Directions — The line containing "pub async fn list_tests(req: HttpRequest)" marks the end: output every line of the data up to it, and that line too, exactly as written.

Stored data —
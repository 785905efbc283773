use actix_web::{HttpRequest, HttpResponse, Result as ActixResult, web};
use once_cell::sync::Lazy;

use crate::middlewares;
use crate::models::tests::requests::{CreateTestRequest, ImprovementParams, SaveMarksRequest};
use crate::models::users::entities::UserRole;
use crate::services::TestService;

// 懒加载的全局 TestService 实例
static TEST_SERVICE: Lazy<TestService> = Lazy::new(TestService::new_lazy);

// HTTP处理程序
pub async fn create_test(
    req: HttpRequest,
    test_data: web::Json<CreateTestRequest>,
) -> ActixResult<HttpResponse> {
    TEST_SERVICE.create_test(test_data.into_inner(), &req).await
}

pub async fn list_tests(req: HttpRequest) -> ActixResult<HttpResponse> {
    TEST_SERVICE.list_for_teacher(&req).await
}

pub async fn save_marks(
    req: HttpRequest,
    marks_data: web::Json<SaveMarksRequest>,
) -> ActixResult<HttpResponse> {
    TEST_SERVICE.save_marks(marks_data.into_inner(), &req).await
}

pub async fn improvement_list(
    req: HttpRequest,
    query: web::Query<ImprovementParams>,
) -> ActixResult<HttpResponse> {
    TEST_SERVICE
        .improvement_list(query.into_inner(), &req)
        .await
}

pub async fn improvement_chart(
    req: HttpRequest,
    query: web::Query<ImprovementParams>,
) -> ActixResult<HttpResponse> {
    TEST_SERVICE
        .improvement_chart(query.into_inner(), &req)
        .await
}

// 配置路由
pub fn configure_test_routes(cfg: &mut web::ServiceConfig) {
    cfg.service(
        web::scope("/api/v1/tests")
            .wrap(middlewares::RequireJWT)
            .service(
                web::resource("")
                    .route(
                        web::get()
                            .to(list_tests)
                            // 教师查看自己年级的测验
                            .wrap(middlewares::RequireRole::new_any(UserRole::teacher_roles())),
                    )
                    .route(
                        web::post()
                            .to(create_test)
                            // 仅管理员可以创建测验
                            .wrap(middlewares::RequireRole::new_any(UserRole::admin_roles())),
                    ),
            )
            .service(
                web::resource("/marks").route(
                    web::post()
                        .to(save_marks)
                        // 教师批量录入成绩
                        .wrap(middlewares::RequireRole::new_any(UserRole::teacher_roles())),
                ),
            )
            .service(
                web::resource("/improvement").route(
                    web::get()
                        .to(improvement_list)
                        .wrap(middlewares::RequireRole::new_any(UserRole::teacher_roles())),
                ),
            )
            .service(
                web::resource("/improvement/chart").route(
                    web::get()
                        .to(improvement_chart)
                        .wrap(middlewares::RequireRole::new_any(UserRole::teacher_roles())),
                ),
            ),
    );
}
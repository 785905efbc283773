//! 路径参数提取器
//!
//! 把路径里的 ID 解析成 i64，解析失败直接返回 400，
//! 处理程序拿到的一定是合法数值。

use actix_web::{FromRequest, HttpRequest, dev::Payload, error::ErrorBadRequest};
use futures_util::future::{Ready, ready};

use crate::models::{ApiResponse, ErrorCode};

macro_rules! define_safe_id_extractor {
    ($name:ident, $param:literal, $label:literal) => {
        pub struct $name(pub i64);

        impl FromRequest for $name {
            type Error = actix_web::Error;
            type Future = Ready<Result<Self, Self::Error>>;

            fn from_request(req: &HttpRequest, _payload: &mut Payload) -> Self::Future {
                let parsed = req
                    .match_info()
                    .get($param)
                    .and_then(|raw| raw.parse::<i64>().ok())
                    .filter(|id| *id > 0);

                ready(match parsed {
                    Some(id) => Ok($name(id)),
                    None => Err(ErrorBadRequest(
                        serde_json::to_string(&ApiResponse::<()>::error_empty(
                            ErrorCode::BadRequest,
                            concat!("无效的", $label, "ID"),
                        ))
                        .unwrap_or_default(),
                    )),
                })
            }
        }
    };
}

define_safe_id_extractor!(SafeIDI64, "id", "资源");
define_safe_id_extractor!(SafeDivisionIdI64, "division_id", "分组");
//! 统一错误处理模块
//!
//! 使用宏自动生成错误类型，支持错误代码和类型名称。

use std::fmt;

/// 定义错误类型的宏
///
/// 自动生成：
/// - enum 定义
/// - code() 方法 - 返回错误代码
/// - error_type() 方法 - 返回错误类型名称
/// - message() 方法 - 返回错误详情
/// - 便捷构造函数
macro_rules! define_acadsys_errors {
    ($(
        $variant:ident($code:literal, $type_name:literal)
    ),* $(,)?) => {
        #[derive(Debug, Clone)]
        pub enum AcadSysError {
            $($variant(String),)*
        }

        impl AcadSysError {
            /// 获取错误代码
            pub fn code(&self) -> &'static str {
                match self {
                    $(AcadSysError::$variant(_) => $code,)*
                }
            }

            /// 获取错误类型名称
            pub fn error_type(&self) -> &'static str {
                match self {
                    $(AcadSysError::$variant(_) => $type_name,)*
                }
            }

            /// 获取错误详情
            pub fn message(&self) -> &str {
                match self {
                    $(AcadSysError::$variant(msg) => msg,)*
                }
            }
        }

        // 生成便捷构造函数
        paste::paste! {
            impl AcadSysError {
                $(
                    pub fn [<$variant:snake>]<T: Into<String>>(msg: T) -> Self {
                        AcadSysError::$variant(msg.into())
                    }
                )*
            }
        }
    };
}

define_acadsys_errors! {
    CacheConnection("E001", "Cache Connection Error"),
    CachePluginNotFound("E002", "Cache Plugin Not Found"),
    DatabaseConfig("E003", "Database Configuration Error"),
    DatabaseConnection("E004", "Database Connection Error"),
    DatabaseOperation("E005", "Database Operation Error"),
    Validation("E006", "Validation Error"),
    NotFound("E007", "Resource Not Found"),
    Serialization("E008", "Serialization Error"),
    StoragePluginNotFound("E009", "Storage Plugin Not Found"),
    DateParse("E010", "Date Parse Error"),
    Authentication("E011", "Authentication Error"),
    Authorization("E012", "Authorization Error"),
}

impl AcadSysError {
    /// 格式化为彩色输出（用于开发环境）
    #[cfg(debug_assertions)]
    pub fn format_colored(&self) -> String {
        format!(
            "\x1b[1;31m[ERROR]\x1b[0m \x1b[33m{}\x1b[0m \x1b[31m{}\x1b[0m\n  {}",
            self.code(),
            self.error_type(),
            self.message()
        )
    }

    /// 格式化为简洁输出
    pub fn format_simple(&self) -> String {
        format!("{}: {}", self.error_type(), self.message())
    }
}

impl fmt::Display for AcadSysError {
    fn fmt(&self, f: &mut fmt::Formatter<'_>) -> fmt::Result {
        write!(f, "{}", self.format_simple())
    }
}

impl std::error::Error for AcadSysError {}

// 为常见的错误类型实现 From trait
impl From<sea_orm::DbErr> for AcadSysError {
    fn from(err: sea_orm::DbErr) -> Self {
        AcadSysError::DatabaseOperation(err.to_string())
    }
}

impl From<serde_json::Error> for AcadSysError {
    fn from(err: serde_json::Error) -> Self {
        AcadSysError::Serialization(err.to_string())
    }
}

impl From<chrono::ParseError> for AcadSysError {
    fn from(err: chrono::ParseError) -> Self {
        AcadSysError::DateParse(err.to_string())
    }
}

pub type Result<T> = std::result::Result<T, AcadSysError>;

#[cfg(test)]
mod tests {
    use super::*;

    #[test]
    fn test_error_codes() {
        assert_eq!(AcadSysError::cache_connection("test").code(), "E001");
        assert_eq!(AcadSysError::database_config("test").code(), "E003");
        assert_eq!(AcadSysError::validation("test").code(), "E006");
        assert_eq!(AcadSysError::authentication("test").code(), "E011");
    }

    #[test]
    fn test_error_types() {
        assert_eq!(
            AcadSysError::not_found("test").error_type(),
            "Resource Not Found"
        );
        assert_eq!(
            AcadSysError::validation("test").error_type(),
            "Validation Error"
        );
    }

    #[test]
    fn test_error_message() {
        let err = AcadSysError::validation("missing divisionId");
        assert_eq!(err.message(), "missing divisionId");
    }

    #[test]
    fn test_format_simple() {
        let err = AcadSysError::validation("marks exceed per-subject maximum");
        let formatted = err.format_simple();
        assert!(formatted.contains("Validation Error"));
        assert!(formatted.contains("marks exceed per-subject maximum"));
    }
}
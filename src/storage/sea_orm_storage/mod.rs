//! SeaORM 存储实现
//!
//! 统一的数据库存储层，支持 SQLite、PostgreSQL 和 MySQL。

mod assignments;
mod attendance;
mod divisions;
mod tests;
mod users;

use crate::config::AppConfig;
use crate::errors::{AcadSysError, Result};
use migration::{Migrator, MigratorTrait};
use sea_orm::{ConnectOptions, Database, DatabaseConnection};
use std::time::Duration;
use tracing::info;

/// SeaORM 存储实现
#[derive(Clone)]
pub struct SeaOrmStorage {
    pub(crate) db: DatabaseConnection,
}

impl SeaOrmStorage {
    /// 创建新的 SeaORM 存储实例
    pub async fn new_async() -> Result<Self> {
        let config = AppConfig::get();
        let db_url = Self::build_database_url(&config.database.url)?;

        // 根据数据库类型选择连接方式
        let db = if db_url.starts_with("sqlite://") {
            Self::connect_sqlite(&db_url, config).await?
        } else {
            Self::connect_generic(&db_url, config).await?
        };

        // 运行迁移
        Migrator::up(&db, None)
            .await
            .map_err(|e| AcadSysError::database_operation(format!("数据库迁移失败: {e}")))?;

        info!("SeaORM 存储初始化完成，数据库: {}", db_url);

        Ok(Self { db })
    }

    /// SQLite 专用连接（WAL + pragma 优化）
    async fn connect_sqlite(url: &str, config: &AppConfig) -> Result<DatabaseConnection> {
        use sea_orm::SqlxSqliteConnector;
        use sea_orm::sqlx::sqlite::{
            SqliteConnectOptions, SqliteJournalMode, SqlitePoolOptions, SqliteSynchronous,
        };
        use std::str::FromStr;

        let opt = SqliteConnectOptions::from_str(url)
            .map_err(|e| AcadSysError::database_config(format!("SQLite URL 解析失败: {e}")))?
            .create_if_missing(true)
            .journal_mode(SqliteJournalMode::Wal)
            .synchronous(SqliteSynchronous::Normal)
            .busy_timeout(Duration::from_secs(5))
            .pragma("cache_size", "-64000")
            .pragma("temp_store", "memory")
            .pragma("mmap_size", "536870912")
            .pragma("wal_autocheckpoint", "1000");

        let pool = SqlitePoolOptions::new()
            .max_connections(config.database.pool_size)
            .min_connections(1)
            .test_before_acquire(true)
            .acquire_timeout(Duration::from_secs(config.database.timeout))
            .idle_timeout(Duration::from_secs(300))
            .connect_with(opt)
            .await
            .map_err(|e| AcadSysError::database_connection(format!("SQLite 连接失败: {e}")))?;

        Ok(SqlxSqliteConnector::from_sqlx_sqlite_pool(pool))
    }

    /// 通用连接（PostgreSQL、MySQL 等）
    async fn connect_generic(url: &str, config: &AppConfig) -> Result<DatabaseConnection> {
        let mut opt = ConnectOptions::new(url);
        opt.max_connections(config.database.pool_size)
            .min_connections(5)
            .connect_timeout(Duration::from_secs(config.database.timeout))
            .acquire_timeout(Duration::from_secs(config.database.timeout))
            .idle_timeout(Duration::from_secs(600))
            .max_lifetime(Duration::from_secs(1800))
            .sqlx_logging(false)
            .sqlx_logging_level(tracing::log::LevelFilter::Debug);

        Database::connect(opt)
            .await
            .map_err(|e| AcadSysError::database_connection(format!("无法连接到数据库: {e}")))
    }

    /// 从 URL 自动推断数据库类型并构建连接 URL
    fn build_database_url(url: &str) -> Result<String> {
        if url.starts_with("sqlite://") {
            Ok(url.to_string())
        } else if url.ends_with(".db") || url.ends_with(".sqlite") || url == ":memory:" {
            Ok(format!("sqlite://{}?mode=rwc", url))
        } else if url.starts_with("postgres://")
            || url.starts_with("postgresql://")
            || url.starts_with("mysql://")
            || url.starts_with("mariadb://")
        {
            Ok(url.to_string())
        } else {
            Err(AcadSysError::database_config(format!(
                "无法从 URL 推断数据库类型: {url}. 支持: sqlite://, postgres://, mysql://, 或 .db/.sqlite 文件路径"
            )))
        }
    }
}

// Storage trait 实现
use crate::models::{
    assignments::entities::TeacherAssignment,
    attendance::{
        entities::AttendanceRecord,
        requests::{AttendanceFilter, UpsertAttendanceRecord},
    },
    divisions::{entities::Division, requests::CreateDivisionRequest},
    tests::{
        entities::{Test, TestMark},
        requests::{MarkEntry, NewTest},
    },
    users::{
        entities::User,
        requests::{CreateUserRequest, StudentFilter, UserListQuery},
        responses::UserListResponse,
    },
};
use crate::storage::Storage;
use async_trait::async_trait;

#[async_trait]
impl Storage for SeaOrmStorage {
    // 用户模块
    async fn create_user(&self, user: CreateUserRequest) -> Result<User> {
        self.create_user_impl(user).await
    }

    async fn get_user_by_id(&self, id: i64) -> Result<Option<User>> {
        self.get_user_by_id_impl(id).await
    }

    async fn get_user_by_username(&self, username: &str) -> Result<Option<User>> {
        self.get_user_by_username_impl(username).await
    }

    async fn get_user_by_prn(&self, prn: &str) -> Result<Option<User>> {
        self.get_user_by_prn_impl(prn).await
    }

    async fn list_users_with_pagination(&self, query: UserListQuery) -> Result<UserListResponse> {
        self.list_users_with_pagination_impl(query).await
    }

    async fn list_students(&self, filter: StudentFilter) -> Result<Vec<User>> {
        self.list_students_impl(filter).await
    }

    async fn list_users_by_ids(&self, ids: &[i64]) -> Result<Vec<User>> {
        self.list_users_by_ids_impl(ids).await
    }

    async fn delete_user(&self, id: i64) -> Result<bool> {
        self.delete_user_impl(id).await
    }

    async fn update_last_login(&self, id: i64) -> Result<bool> {
        self.update_last_login_impl(id).await
    }

    async fn count_users(&self) -> Result<u64> {
        self.count_users_impl().await
    }

    // 分组模块
    async fn create_division(&self, division: CreateDivisionRequest) -> Result<Division> {
        self.create_division_impl(division).await
    }

    async fn get_division_by_id(&self, id: i64) -> Result<Option<Division>> {
        self.get_division_by_id_impl(id).await
    }

    async fn find_division(
        &self,
        name: &str,
        year: &str,
        branch: &str,
    ) -> Result<Option<Division>> {
        self.find_division_impl(name, year, branch).await
    }

    async fn list_divisions_by_year(&self, year: &str) -> Result<Vec<Division>> {
        self.list_divisions_by_year_impl(year).await
    }

    async fn list_divisions_by_ids(&self, ids: &[i64]) -> Result<Vec<Division>> {
        self.list_divisions_by_ids_impl(ids).await
    }

    // 指派模块
    async fn create_assignment(
        &self,
        teacher_id: i64,
        division_id: i64,
    ) -> Result<TeacherAssignment> {
        self.create_assignment_impl(teacher_id, division_id).await
    }

    async fn get_assignment(
        &self,
        teacher_id: i64,
        division_id: i64,
    ) -> Result<Option<TeacherAssignment>> {
        self.get_assignment_impl(teacher_id, division_id).await
    }

    async fn list_assignments(&self) -> Result<Vec<TeacherAssignment>> {
        self.list_assignments_impl().await
    }

    async fn list_assignments_by_teacher(&self, teacher_id: i64) -> Result<Vec<TeacherAssignment>> {
        self.list_assignments_by_teacher_impl(teacher_id).await
    }

    // 考勤模块
    async fn upsert_attendance(&self, record: UpsertAttendanceRecord) -> Result<AttendanceRecord> {
        self.upsert_attendance_impl(record).await
    }

    async fn find_attendance(&self, filter: AttendanceFilter) -> Result<Vec<AttendanceRecord>> {
        self.find_attendance_impl(filter).await
    }

    async fn update_attendance_reason(
        &self,
        student_id: i64,
        date: chrono::DateTime<chrono::Utc>,
        reason: &str,
    ) -> Result<Option<AttendanceRecord>> {
        self.update_attendance_reason_impl(student_id, date, reason)
            .await
    }

    // 测验模块
    async fn create_test(&self, test: NewTest) -> Result<Test> {
        self.create_test_impl(test).await
    }

    async fn get_test_by_id(&self, id: i64) -> Result<Option<Test>> {
        self.get_test_by_id_impl(id).await
    }

    async fn list_tests_by_year(&self, year: &str) -> Result<Vec<Test>> {
        self.list_tests_by_year_impl(year).await
    }

    async fn upsert_test_mark(&self, entry: MarkEntry) -> Result<TestMark> {
        self.upsert_test_mark_impl(entry).await
    }

    async fn find_test_marks_with_tests(&self, student_id: i64) -> Result<Vec<(TestMark, Test)>> {
        self.find_test_marks_with_tests_impl(student_id).await
    }

    async fn find_test_marks_with_tests_by_students(
        &self,
        student_ids: &[i64],
    ) -> Result<Vec<(TestMark, Test)>> {
        self.find_test_marks_with_tests_by_students_impl(student_ids)
            .await
    }
}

Output —
repository 785905efbc283773
use actix_web::{HttpRequest, HttpResponse, Result as ActixResult, web};
use once_cell::sync::Lazy;

use crate::middlewares;
use crate::models::tests::requests::{CreateTestRequest, ImprovementParams, SaveMarksRequest};
use crate::models::users::entities::UserRole;
use crate::services::TestService;

// 懒加载的全局 TestService 实例
static TEST_SERVICE: Lazy<TestService> = Lazy::new(TestService::new_lazy);

// HTTP处理程序
pub async fn create_test(
    req: HttpRequest,
    test_data: web::Json<CreateTestRequest>,
) -> ActixResult<HttpResponse> {
    TEST_SERVICE.create_test(test_data.into_inner(), &req).await
}

pub async fn list_tests(req: HttpRequest) -> ActixResult<HttpResponse> {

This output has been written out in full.